November 11, 2011 A new law banning the importation of slave labor from China’s Xinjiang region has left more than 1,000 solar panels worth hundreds of millions of dollars in storage at U.S. ports since June, according to federal customs officials and industry sources.
The previously unreported level of seizures, a policy intended to pressure Beijing over Uyghur detention camps in Xinjiang, shows that the Biden administration is delaying efforts to decarbonize the U.S. energy sector to fight climate change.
U.S. Customs and Border Protection seized 1,053 solar devices between June 21, when the Uyghur Mandatory Labor Protection Act went into effect, and October 25. It has just been released.
The agency would not identify the manufacturers or confirm details of the number of solar devices in the shipments, citing a federal law that protects confidential trade secrets.
Three industry sources familiar with the matter told Reuters the seized products included panels and polysilicon cells with capacities of up to 1 gigawatt and were mainly made by three Chinese manufacturers – Longi Green Energy Technology Co Ltd ( 601012.SS ), Trina Solar Co Ltd ( 688599.SS ) and JinkoSolar. Holding Co (JKS.N).
Combined, Longhi, Trina, and Ginco usually account for up to one-third of U.S. panel supplies. But the companies have halted new shipments to the United States and additional shipments will also be detained, industry sources said.
The sources requested anonymity because they are not authorized to speak publicly on the matter.
China accepts abuses in Xinjiang. Beijing initially said there were no internment camps, but later admitted it had set up “vocational training centers” in Xinjiang necessary to curb terrorism, separatism and religious extremism.
Chinese Foreign Ministry spokesman Zhao Lijian told a regular news report on Friday that the suggestion about the use of forced labor in Xinjiang is “a lie of the century concocted by a few anti-China individuals” and will hinder the global response to climate change. .

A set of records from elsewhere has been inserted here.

mod support;

use chrono::DateTime;
use serde_json::{Value, json};

async fn envelope(response: reqwest::Response) -> Value {
    response.json::<Value>().await.expect("expected json envelope")
}

fn assert_timestamp(payload: &Value) {
    let timestamp = payload["timestamp"]
        .as_str()
        .expect("timestamp should be a string");
    DateTime::parse_from_rfc3339(timestamp).expect("timestamp should be ISO-8601");
}

#[tokio::test]
async fn when_auth_raises_structured_rpc_error_then_gateway_keeps_status_and_message() {
    let base_url = support::ensure_gateway();
    let client = reqwest::Client::new();

    let res = client
        .post(format!("{base_url}/auth/sign-in"))
        .json(&json!({ "email": "pilot@example.com", "password": "wrong-password" }))
        .send()
        .await
        .expect("request should succeed");

    assert_eq!(res.status(), reqwest::StatusCode::UNAUTHORIZED);
    let payload = envelope(res).await;
    assert_eq!(payload["statusCode"], 401);
    assert_eq!(payload["message"], "Invalid credentials");
    assert_timestamp(&payload);
}

#[tokio::test]
async fn when_auth_raises_text_rpc_error_then_gateway_answers_500_with_text() {
    let base_url = support::ensure_gateway();
    let client = reqwest::Client::new();

    let res = client
        .post(format!("{base_url}/auth/sign-up"))
        .json(&json!({ "email": "pilot@example.com", "password": "hunter2222" }))
        .send()
        .await
        .expect("request should succeed");

    assert_eq!(res.status(), reqwest::StatusCode::INTERNAL_SERVER_ERROR);
    let payload = envelope(res).await;
    assert_eq!(payload["statusCode"], 500);
    assert_eq!(payload["message"], "not found");
}

#[tokio::test]
async fn when_upstream_message_is_structured_then_its_status_is_used() {
    let base_url = support::ensure_gateway();

    let res = reqwest::get(format!("{base_url}/projects"))
        .await
        .expect("request should succeed");

    assert_eq!(res.status(), reqwest::StatusCode::SERVICE_UNAVAILABLE);
    let payload = envelope(res).await;
    assert_eq!(payload["statusCode"], 503);
    assert_eq!(payload["message"], "maintenance");
}

#[tokio::test]
async fn when_upstream_answers_flat_http_error_then_status_and_message_are_relayed() {
    let base_url = support::ensure_gateway();

    let res = reqwest::get(format!("{base_url}/projects/5"))
        .await
        .expect("request should succeed");

    assert_eq!(res.status(), reqwest::StatusCode::BAD_REQUEST);
    let payload = envelope(res).await;
    assert_eq!(payload["statusCode"], 400);
    assert_eq!(payload["message"], "bad input");
}

#[tokio::test]
async fn when_upstream_answers_plain_text_error_then_text_becomes_message() {
    let base_url = support::ensure_gateway();

    let res = reqwest::get(format!("{base_url}/tasks"))
        .await
        .expect("request should succeed");

    assert_eq!(res.status(), reqwest::StatusCode::INTERNAL_SERVER_ERROR);
    let payload = envelope(res).await;
    assert_eq!(payload["message"], "boom");
}

#[tokio::test]
async fn when_upstream_success_body_is_not_json_then_gateway_answers_502() {
    let base_url = support::ensure_gateway();

    let res = reqwest::get(format!("{base_url}/tasks/1"))
        .await
        .expect("request should succeed");

    assert_eq!(res.status(), reqwest::StatusCode::BAD_GATEWAY);
    let payload = envelope(res).await;
    assert_eq!(payload["message"], "invalid response from projects service");
}

#[tokio::test]
async fn when_auth_hello_is_requested_then_upstream_text_is_passed_through() {
    let base_url = support::ensure_gateway();

    let res = reqwest::get(format!("{base_url}/auth"))
        .await
        .expect("request should succeed");

    assert_eq!(res.status(), reqwest::StatusCode::OK);
    assert_eq!(
        res.text().await.expect("expected text body"),
        "Hello from auth service!"
    );
}

#[tokio::test]
async fn when_service_is_unreachable_then_gateway_answers_502() {
    // Reserve a port and release it so nothing is listening there.
    let closed = tokio::net::TcpListener::bind("127.0.0.1:0")
        .await
        .expect("bind throwaway port");
    let closed_url = format!("http://{}", closed.local_addr().expect("throwaway addr"));
    drop(closed);

    let listener = tokio::net::TcpListener::bind("127.0.0.1:0")
        .await
        .expect("bind gateway port");
    let base_url = format!("http://{}", listener.local_addr().expect("gateway addr"));
    tokio::spawn(api_gateway::run(
        listener,
        support::test_config(&closed_url, &closed_url),
    ));

    let res = reqwest::get(format!("{base_url}/projects"))
        .await
        .expect("request should succeed");

    assert_eq!(res.status(), reqwest::StatusCode::BAD_GATEWAY);
    let payload = envelope(res).await;
    assert_eq!(payload["statusCode"], 502);
    assert_eq!(payload["message"], "projects service unavailable");
}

“The US side should immediately stop the unreasonable suppression of Chinese photovoltaic enterprises and release the seized solar panel units as soon as possible,” he said.
In an email, Ginco said it is working with CBP on documentation to prove the supplies are not related to forced labor and is “confident the shipment will be accepted.”
Longi and Trina did not respond to requests for comment.
The shutdown is a challenge for U.S. solar development as the Biden administration seeks to decarbonize the U.S. economy and implement new inflation-reduction legislation that promotes clean energy technologies to fight climate change.
U.S. solar installations fell 23 percent in the third quarter, with nearly 23 gigawatts of solar projects delayed, mostly because they couldn’t get panels, according to the American Clean Power Association, a trade group.
ACP urged the Biden administration to reform the import inspection process.
“After more than four months of solar panels being reviewed by the UFLPA, none have been disposed of, but instead remain stuck in limbo without end,” he said in a statement.
The UFLPA presumes that all goods imported from Xinjiang are made with forced labor and requires manufacturers to show documentation that the imported goods are returned to raw materials.
CBP does not comment on detentions or say when they may be released or turned away. “Ultimately, it depends on how quickly an importer can provide adequate documentation,” said CBP spokeswoman Rhonda Lawson.
Longi, Trina and Ginko source most of their polysilicon from US and European suppliers such as Hemlock Semiconductor, a joint venture between Michigan-based Corning Inc and Shin-Issu Handotai Co Ltd and Germany’s Wacker Chemie, industry sources said.
A Wacker spokesman would not comment on U.S. claims, but said the company sources quartzite from suppliers in Norway, Spain and France.
“Our purchasing strategy gives us reason to believe that the products used in our supply chain are made in a manner that respects human rights,” said spokesman Christoph Bachmeier.
Hemlock said in a statement that it sources all of its metallic grade silicon from suppliers that use quartz minerals in North and South America.
CBP previously said about 1,700 shipments worth $516.3 million were seized under the UFLPA through September, but it has not previously detailed how many of those shipments contained solar equipment.
The EU has proposed a ban on imports from Xinjiang, but has not implemented one.